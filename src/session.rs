//! In-memory per-user conversation history.
//!
//! Each user's log is a flat list of strings alternating user message and
//! assistant response. Nothing here is persisted; a restart or a second
//! process starts from empty logs.

use std::collections::HashMap;

use tokio::sync::RwLock;

/// Session turn logs keyed by user identity.
#[derive(Debug, Default)]
pub struct SessionHistory {
    sessions: RwLock<HashMap<String, Vec<String>>>,
}

impl SessionHistory {
    pub fn new() -> Self {
        Self::default()
    }

    /// Record one exchange: the user's message then the response.
    pub async fn append(&self, user_id: &str, user_message: &str, response: &str) {
        let mut sessions = self.sessions.write().await;
        let log = sessions.entry(user_id.to_string()).or_default();
        log.push(user_message.to_string());
        log.push(response.to_string());
    }

    /// Full log for a user, oldest first. Empty for unknown users.
    pub async fn get(&self, user_id: &str) -> Vec<String> {
        self.sessions
            .read()
            .await
            .get(user_id)
            .cloned()
            .unwrap_or_default()
    }

    /// Drop a user's log.
    pub async fn clear(&self, user_id: &str) {
        self.sessions.write().await.remove(user_id);
    }
}

#[cfg(test)]
mod tests {
    use super::*;

    #[tokio::test]
    async fn append_alternates_user_and_response() {
        let history = SessionHistory::new();
        history.append("u1", "مرحبا", "أهلاً").await;
        history.append("u1", "كيف حالك", "بخير").await;

        assert_eq!(
            history.get("u1").await,
            vec!["مرحبا", "أهلاً", "كيف حالك", "بخير"]
        );
    }

    #[tokio::test]
    async fn users_are_isolated() {
        let history = SessionHistory::new();
        history.append("u1", "a", "b").await;
        assert!(history.get("u2").await.is_empty());
    }

    #[tokio::test]
    async fn clear_empties_one_user() {
        let history = SessionHistory::new();
        history.append("u1", "a", "b").await;
        history.append("u2", "c", "d").await;
        history.clear("u1").await;
        assert!(history.get("u1").await.is_empty());
        assert_eq!(history.get("u2").await, vec!["c", "d"]);
    }
}
//! Test doubles for the collaborator traits.
//!
//! Each double records how often it was called so tests can assert that a
//! collaborator was, or was not, consulted.

use std::sync::Mutex;
use std::sync::atomic::{AtomicUsize, Ordering};

use async_trait::async_trait;

use crate::error::{FetchError, LlmError, RetrievalError};
use crate::llm::{CompletionRequest, CompletionResponse, FinishReason, LlmProvider};
use crate::retrieval::ContextSearch;
use crate::website::{FetchedPage, WebFetcher};

/// Scripted `LlmProvider` that records every request.
pub struct MockLlm {
    reply: Option<String>,
    requests: Mutex<Vec<CompletionRequest>>,
}

impl MockLlm {
    /// Answers every request with `reply`.
    pub fn replying(reply: impl Into<String>) -> Self {
        Self {
            reply: Some(reply.into()),
            requests: Mutex::new(Vec::new()),
        }
    }

    /// Fails every request.
    pub fn failing() -> Self {
        Self {
            reply: None,
            requests: Mutex::new(Vec::new()),
        }
    }

    pub fn call_count(&self) -> usize {
        self.requests.lock().unwrap_or_else(|e| e.into_inner()).len()
    }

    /// All requests seen so far, oldest first.
    pub fn requests(&self) -> Vec<CompletionRequest> {
        self.requests
            .lock()
            .unwrap_or_else(|e| e.into_inner())
            .clone()
    }
}

#[async_trait]
impl LlmProvider for MockLlm {
    fn model_name(&self) -> &str {
        "mock"
    }

    async fn complete(&self, request: CompletionRequest) -> Result<CompletionResponse, LlmError> {
        self.requests
            .lock()
            .unwrap_or_else(|e| e.into_inner())
            .push(request);
        match &self.reply {
            Some(reply) => Ok(CompletionResponse {
                content: reply.clone(),
                input_tokens: 0,
                output_tokens: 0,
                finish_reason: FinishReason::Stop,
            }),
            None => Err(LlmError::RequestFailed {
                provider: "mock".to_string(),
                reason: "scripted failure".to_string(),
            }),
        }
    }
}

/// `WebFetcher` that serves one fixed page, or times out.
pub struct StaticFetcher {
    page: Option<FetchedPage>,
    calls: AtomicUsize,
}

impl StaticFetcher {
    pub fn serving(page: FetchedPage) -> Self {
        Self {
            page: Some(page),
            calls: AtomicUsize::new(0),
        }
    }

    pub fn timing_out() -> Self {
        Self {
            page: None,
            calls: AtomicUsize::new(0),
        }
    }

    pub fn call_count(&self) -> usize {
        self.calls.load(Ordering::SeqCst)
    }
}

#[async_trait]
impl WebFetcher for StaticFetcher {
    async fn fetch(&self, url: &str) -> Result<FetchedPage, FetchError> {
        self.calls.fetch_add(1, Ordering::SeqCst);
        match &self.page {
            Some(page) => Ok(FetchedPage {
                url: url.to_string(),
                ..page.clone()
            }),
            None => Err(FetchError::Timeout {
                url: url.to_string(),
            }),
        }
    }
}

/// `ContextSearch` with fixed hits, or a fixed failure.
pub struct StaticSearch {
    hits: Option<Vec<String>>,
    calls: AtomicUsize,
}

impl StaticSearch {
    pub fn returning(hits: Vec<String>) -> Self {
        Self {
            hits: Some(hits),
            calls: AtomicUsize::new(0),
        }
    }

    pub fn empty() -> Self {
        Self::returning(Vec::new())
    }

    pub fn failing() -> Self {
        Self {
            hits: None,
            calls: AtomicUsize::new(0),
        }
    }

    pub fn call_count(&self) -> usize {
        self.calls.load(Ordering::SeqCst)
    }
}

#[async_trait]
impl ContextSearch for StaticSearch {
    async fn search(&self, _query: &str, k: usize) -> Result<Vec<String>, RetrievalError> {
        self.calls.fetch_add(1, Ordering::SeqCst);
        match &self.hits {
            Some(hits) => Ok(hits.iter().take(k).cloned().collect()),
            None => Err(RetrievalError::SearchFailed {
                reason: "search backend unavailable".to_string(),
            }),
        }
    }
}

※

WHAT THE EXERCISE ASKS » Above are some records; copy each line there that contains "fixed".

ANSWER SPACE »
/// `WebFetcher` that serves one fixed page, or times out.
/// `ContextSearch` with fixed hits, or a fixed failure.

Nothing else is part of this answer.